Choferes del servicio público, lo peor de Tabasco
Si preguntan qué es lo peor de Villahermosa y en general de Tabasco, sin duda la respuesta de la mayoría de los tabasqueños y de los visitantes a nuestro estado responderán que los choferes de taxis, combis y pochimóviles. Y no con poca razón, pues en esas unidades han sufrido insultos, asaltos, secuestros, violaciones y homicidios.
El juicio emitido contra ellos no es exagerado; basta revisar los archivos de la Fiscalía General del Estado (FGE) para encontrar datos de los múltiples crímenes cometidos en esos ataúdes rodantes.
Y también bastaría revisar los archivos de la Secretaría de Comunicaciones y Transportes para darse cuenta de las múltiples ilegalidades en las que incurren los choferes, quienes a diario ponen en riesgo la vida de los usuarios, de los estudiantes, trabajadores, de nuestros familiares.

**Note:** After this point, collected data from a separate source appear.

// SPDX-License-Identifier: GPL-3.0-only
// Copyright (C) 2025 Brian Hetro <whee@smaertness.net>

//! Convert ReScript documentation JSON to Markdown.
//!
//! This crate turns the JSON emitted by `rescript-tools doc` into a single
//! Markdown document with one heading per module, type, and value.
//!
//! # Overview
//!
//! 1. [`extract`] runs the external extractor on a source file
//! 2. [`docgen`] decodes the JSON into a typed documentation tree
//! 3. [`renderer`] walks the tree and builds Markdown out of
//!    [`markdown`] fragments
//!
//! Rendering is pure and deterministic; only extraction touches the
//! outside world.
//!
//! # Example
//!
//! ```no_run
//! use docmd::{docgen, extract::Extractor, renderer};
//! use std::path::Path;
//!
//! let json = Extractor::default().run(Path::new("src/Counter.resi")).unwrap();
//! let doc = docgen::parse_doc(&json).unwrap();
//!
//! let opts = renderer::RenderOptions {
//!     show_source: true,
//!     ..Default::default()
//! };
//!
//! let markdown = renderer::render_doc(&doc, &opts);
//! println!("{markdown}");
//! ```
//!
//! # Modules
//!
//! - [`markdown`]: escaping-aware Markdown fragment builders
//! - [`docgen`]: JSON decoding and type definitions for extractor output
//! - [`renderer`]: documentation tree to Markdown
//! - [`extract`]: subprocess driver for the extractor

#![deny(missing_docs)]

pub mod docgen;
pub mod extract;
pub mod markdown;
pub mod renderer;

Pero, después de este pequeño catálogo de aberraciones la pregunta obligada es: ¿Por qué no se les ha metido al orden? ¿Por qué siguen haciendo de las suyas? Pues una, porque son parte del clientelismo político-electoral que ha utilizado por muchos, y dos, porque los ciudadanos no han realmente levantado la voz, han sido apáticos ante tanto abuso e injusticia.
Sin embargo, también hay que decir que algunos de quienes han protestado por algún abuso, han encontrado poca o nula respuesta o demasiada burocracia por parte de las autoridades.
Por ello, las nuevas autoridades que entrarán en enero deberán tener mano dura y aplicar una política de “cero tolerancia” con los choferes, a fin de que los ciudadanos se sientan seguros al abordar taxis, combis o pochimóviles.
En caso extremo, los diputados deberán endurecer las sanciones y hacer leyes más estrictas y la SCT aplicarlas debidamente, para demostrar qiue se están haciendo bien las cosas, con correctivos ejemplares, sin excusa ni pretexto, pero sobre todo sin tolerancia.
Y no lo digo por los accidentes de la semana pasada, de un taxi en la vía a Macuspana –donde murieron cuatro personas--, ni por el accidente en la vía Jonuta-Centla donde resultaron lesionados muchos otros, ni por el cobarde asesinato de un ama de casa a la que subieron a la fuerza a un pochimóvil y al otro día apareció muerta y su pequeño hijo deambulando por la calle.
Esos son apenas unos pequeños ejemplos ante el cúmulo de fechorías que estos choferes --con sus contadas excepciones-- cometen arriba de sus unidades, ante la mirada complaciente de algunos funcionarios que se prestan a prácticas corruptas al recibir su “mochada” para archivar los casos.
Por ello, tienen que hacerse exámenes antidoping semanalmente a esos brutos que pertenecen al servicio público de transporte en cualquiera de sus modalidades, y sí, dije brutos, porque lo que hacen no tiene otro calificativo, son brutalidades.
Y esas brutalidades son sufridas diariamente por los usuarios, pues un taxista va a la velocidad que quiere sin hacer caso de quienes le piden prudencia al manejar, insultan si se les insiste o de plano te bajan de la unidad “por sus calzones”, se estacionan en doble fila, bajan pasajeros a media calle, no prenden el clima, se te atraviesan, abusan de quienes ven más débiles –mujeres y ancianos— cobrándoles una tarifa más elevada o dejándolos “botados” donde ellos decidan por no cubrir el abusivo cobro.
Andan como locos por las calles, no son para nada amables, al contrario son patanes que le faltan el respeto a cualquier dama, se mal estacionan, pasan topes y baches a alta velocidad, sin contar que siempre traen la música con el volumen alto y si se les dice algo se molestan, y de todos modos siguen con su discoteca rodante, amparados en que las autoridades han sido blandas con ellos.
En fin, estas son sólo algunas de los abusos, injusticias y delitos que cometen estos ignorantes, aunque como dije, existen sus contadas excepciones, pero es necesario acabar ya con esta brutalidad detrás de un volante.
DE LA BITÁCORA DE LULA…
Las experiencias deben servir para aprender, sobre todo en el servicio público. Por eso, luego del robo de una estatua en la fuente de los niños traviesos y de los reiterados daños a las esculturas Olmecas en el Parque Museo La Venta, las autoridades deben diseñar un programa especial de protección al patrimonio escultórico, empezando por contar --si es que no lo tienen-- con un padrón pieza por pieza, moldes, ficha técnica y valor, pues no hacerlo constituye un agravio a los tabasqueños y su acervo cultural.